A rock casualty waiting to happen, former Replacements guitarist Bob Stinson had nine lives: He survived deadly drug binges, chronic alcoholism, suicidal depressions and even an untreated tooth infection that poisoned his blood. Cruelly, Stinson OD'ed alone in his Minneapolis apartment last week, full of hope that treatment for manic-depression was going to finally turn his life around. He was 35. The child of a broken alcoholic home, Stinson quit school in ninth grade and started the Replacements with his 11-year-old brother Tommy on bass in 1978. The 'Mats went on to become a seminal postpunk band — a bunch of hooligans who captured how shitty, pathetic and mad Reagan-era youth felt with a series of brilliant albums like Tim and live shows legendary for their flying-beer-bottles anarchy.
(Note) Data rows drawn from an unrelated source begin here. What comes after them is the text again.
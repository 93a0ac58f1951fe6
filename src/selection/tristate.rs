//! Checkbox state derived from the selection overlay and the rendered tree
//!
//! Nothing here is stored. A node's state is recomputed on demand from the
//! marks and from whichever children are currently loaded in the cache.

use std::path::{Path, PathBuf};

use strum::Display;

use super::cache::PageCache;
use super::state::{Mark, SelectionState};
use crate::types::Node;

/// Visible checkbox state
#[derive(Debug, Clone, Copy, PartialEq, Eq, Display)]
#[strum(serialize_all = "lowercase")]
pub enum TriState {
    Checked,
    Unchecked,
    Indeterminate,
}

impl TriState {
    /// Fold the states of a directory's rendered children
    ///
    /// All checked gives checked, all unchecked gives unchecked, anything
    /// else (including an indeterminate child) is indeterminate. An empty
    /// iterator yields `None`.
    pub fn combine<I: IntoIterator<Item = TriState>>(states: I) -> Option<TriState> {
        let mut checked = 0usize;
        let mut unchecked = 0usize;
        let mut total = 0usize;
        for state in states {
            total += 1;
            match state {
                TriState::Checked => checked += 1,
                TriState::Unchecked => unchecked += 1,
                TriState::Indeterminate => {}
            }
        }
        match total {
            0 => None,
            _ if checked == total => Some(TriState::Checked),
            _ if unchecked == total => Some(TriState::Unchecked),
            _ => Some(TriState::Indeterminate),
        }
    }

    /// Marker used by the textual tree view
    pub fn marker(&self) -> &'static str {
        match self {
            TriState::Checked => "[x]",
            TriState::Unchecked => "[ ]",
            TriState::Indeterminate => "[-]",
        }
    }
}

/// Read-only view computing tri-state for rendered nodes
pub struct TriStateView<'a> {
    root: &'a Path,
    state: &'a SelectionState,
    cache: &'a PageCache,
}

impl<'a> TriStateView<'a> {
    pub fn new(root: &'a Path, state: &'a SelectionState, cache: &'a PageCache) -> Self {
        Self { root, state, cache }
    }

    /// State of any listed node
    pub fn node_state(&self, node: &Node) -> TriState {
        if node.is_dir {
            self.dir_state(&node.absolute_path)
        } else if self.state.get(&node.absolute_path) == Some(Mark::File) {
            TriState::Checked
        } else {
            TriState::Unchecked
        }
    }

    /// State of a directory from its rendered children, or its own mark
    pub fn dir_state(&self, dir: &Path) -> TriState {
        let from_children = self
            .cache
            .get(dir)
            .and_then(|page| TriState::combine(page.children.iter().map(|c| self.node_state(c))));

        match from_children {
            Some(state) => state,
            None if self.state.get(dir) == Some(Mark::Dir) => TriState::Checked,
            None => TriState::Unchecked,
        }
    }

    /// Recompute every ancestor of `path`, nearest first, up to the root
    pub fn refresh_upward(&self, path: &Path) -> Vec<(PathBuf, TriState)> {
        path.ancestors()
            .skip(1)
            .take_while(|dir| dir.starts_with(self.root))
            .map(|dir| (dir.to_path_buf(), self.dir_state(dir)))
            .collect()
    }
}

#[cfg(test)]
mod tests {
    use super::*;
    use crate::types::ChildPage;

    fn page(children: Vec<Node>) -> ChildPage {
        let total = children.len();
        ChildPage {
            children,
            offset: 0,
            limit: 100,
            total,
            has_more: false,
        }
    }

    fn fixture() -> (SelectionState, PageCache) {
        let mut cache = PageCache::default();
        cache.store_first(
            "/r",
            page(vec![
                Node::directory("a", "a", PathBuf::from("/r/a"), true),
                Node::file("top.txt", "top.txt", PathBuf::from("/r/top.txt"), 1),
            ]),
        );
        cache.store_first(
            "/r/a",
            page(vec![
                Node::file("x.txt", "a/x.txt", PathBuf::from("/r/a/x.txt"), 1),
                Node::file("y.txt", "a/y.txt", PathBuf::from("/r/a/y.txt"), 1),
            ]),
        );
        (SelectionState::default(), cache)
    }

    #[test]
    fn test_combine() {
        use TriState::*;
        assert_eq!(TriState::combine([Checked, Checked]), Some(Checked));
        assert_eq!(TriState::combine([Unchecked, Unchecked]), Some(Unchecked));
        assert_eq!(TriState::combine([Checked, Unchecked]), Some(Indeterminate));
        assert_eq!(TriState::combine([Indeterminate, Indeterminate]), Some(Indeterminate));
        assert_eq!(TriState::combine(Vec::new()), None);
    }

    #[test]
    fn test_upward_propagation() {
        let (mut state, cache) = fixture();
        state.set("/r/a/x.txt", Mark::File);

        let view = TriStateView::new(Path::new("/r"), &state, &cache);
        let states = view.refresh_upward(Path::new("/r/a/x.txt"));
        assert_eq!(
            states,
            vec![
                (PathBuf::from("/r/a"), TriState::Indeterminate),
                (PathBuf::from("/r"), TriState::Indeterminate),
            ]
        );
    }

    #[test]
    fn test_all_children_checked() {
        let (mut state, cache) = fixture();
        state.set("/r/a/x.txt", Mark::File);
        state.set("/r/a/y.txt", Mark::File);
        state.set("/r/top.txt", Mark::File);

        let view = TriStateView::new(Path::new("/r"), &state, &cache);
        assert_eq!(view.dir_state(Path::new("/r/a")), TriState::Checked);
        assert_eq!(view.dir_state(Path::new("/r")), TriState::Checked);
    }

    #[test]
    fn test_exclusion_under_selected_dir_is_indeterminate() {
        let (mut state, cache) = fixture();
        state.set("/r/a", Mark::Dir);
        state.set("/r/a/x.txt", Mark::File);
        state.set("/r/a/y.txt", Mark::Excluded);

        let view = TriStateView::new(Path::new("/r"), &state, &cache);
        assert_eq!(view.dir_state(Path::new("/r/a")), TriState::Indeterminate);
    }

    #[test]
    fn test_unrendered_dir_uses_its_mark() {
        let (mut state, cache) = fixture();
        state.set("/r/other", Mark::Dir);
        let view = TriStateView::new(Path::new("/r"), &state, &cache);
        assert_eq!(view.dir_state(Path::new("/r/other")), TriState::Checked);
        assert_eq!(view.dir_state(Path::new("/r/unknown")), TriState::Unchecked);
    }
}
And, boy, could Bob wear a dress. Stinson was the lovable screwup to Paul Westerberg's working-class brainiac until the 'Mats dumped him in 1986, citing out-of-control drug use and mood swings. Later, hundreds of fans at a show in Detroit wore cardboard masks of Bob's face in protest. They knew he was the soul of the band; without him the chemistry was gone. Stinson's post-Replacements life was a downward spiral marked by unemployment, rehab, divorce and a series of bad bar bands like the Bleeding Hearts and Dog 994. As Stinson once joked to an interviewer, “Some things are too broken to fix.”

Space Odyssey
Stinson's spirit lives on in exiled Pavement drummer Gary Young, whose inspired lunacy stapled a soul to his band's cryptic artiness. Samples was devastated to inadvertently miss Young open for Sebadoh at the Fillmore last week. Young seemed upset, too: He stood at the top of the entranceway stairs, hands rubbing his bare beer belly, glassy eyes fixing latecomers with a hurt stare that said, “Hey, you missed my show!” A friend reports that Young asked the audience, “Am I insane? Am I insane?” Probably not — our money is on Von Lmo, who traveled all the way from the planet Strazar to play the Kilowatt. Looking like the extraterrestrial bastard child of Roy Orbison and Elvis Herselvis, Von Lmo kept up a steady wall of ear-splitting noise, thanks to backup band Monoshock and a power drill he later stuck in his ear. As his head morphed into a green space alien on the overhead video screen, Von Lmo chanted, “We're not CRA-zy! We're not CRA-zy!” Whatever you say.

Shoot 'Em Up
With Digable Planets and Spearhead playing the Fillmore Saturday, and the “Best of the Underground” tour at the DNA Sunday, what started out as a fantasy weekend for hiphop fans ended with a gunshot blast. On Mon, Feb. 20, the Sound Factory was packed to the gills for the Notorious BIG (aka Biggie Smalls), whose Ready to Die is being hailed as the greatest thing since sliced bread by many B-boys. S.F.'s own Pirate DJs provided the dope beats and Smalls was all that as he ran through smashes like “Juicy.” Maybe BIG got the crowd too frantic, because as people were leaving the venue, a shot rang out inside the club, causing mass confusion as people ducked and scrambled for the exits. In light of recent SoMa club crackdowns, this unfortunate incident provides ammunition for detractors of hiphop who want to ban live shows and close nightclubs. Ironically, Smalls sings in “Big Poppa”: “… please don't shoot up the place/ 'Cause I see some ladies tonight that should be having my baby, baby.”